Artigo

Sábio Silêncio (uma viagem no tempo aos primórdios do cinema) – Parte Final?

Diário

13 de Janeiro – 1920 – 21:30

A festa parecia não ter fim, assim como o estoque de bebida. O alarido aumentava, a fumaça dos cigarros chegava a dificultar a visão. Tentei atravessar o salão para reencontrar Stan Laurel, mas tropecei nos pés de um rapaz que aparentemente tirava um cochilo no sofá. Inicialmente eu me desculpei pelo descuido, ele se levantou com extrema mesura, tentando me tranquilizar de todas as formas, dizendo que esse meu ato havia sido a primeira “cena de ação” da noite.

Eu demorei alguns segundos para reconhecer seu rosto, relaxado e sorridente, mas estava diante de Buster Keaton. Minha mente de jornalista compreendia que, naquele momento no tempo, ele frequentemente sorria nas produções que fazia com o amigo Roscoe “Fatty” Arbuckle, mas meus olhos de cinéfilo custavam a crer que o “homem que não sorria” estava quase chorando de rir com a própria constatação espirituosa.

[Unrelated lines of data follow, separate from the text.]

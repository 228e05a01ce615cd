pub mod blank;
pub mod composite;
pub mod input;
pub mod model;
pub mod render;
pub mod state;
pub mod surface;

pub use blank::is_blank;
pub use input::{InputAdapter, SurfaceRect};
pub use model::{Color, StrokePoint, StrokeStyle, SurfaceStyle};
pub use state::DrawingState;
pub use surface::DrawingSurface;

Aquele Keaton ainda era um jovem pouco conhecido na indústria, que ainda não havia protagonizado um filme, o que viria a acontecer com o curta “The Saphead”, que estrearia no final daquele ano. Aproveitei pra convidar o novo amigo a tomar um uísque na sala ao lado, que parecia mais silenciosa. No caminho, liguei o gravador oculto.

Você não imagina o tédio que sinto nessas festas, todos esses rostos rechonchudos se gabando de suas riquezas, de como seus cavalos correm mais rápido, de como seus negócios são rentáveis, insuportável. – Keaton parecia estar sendo sincero.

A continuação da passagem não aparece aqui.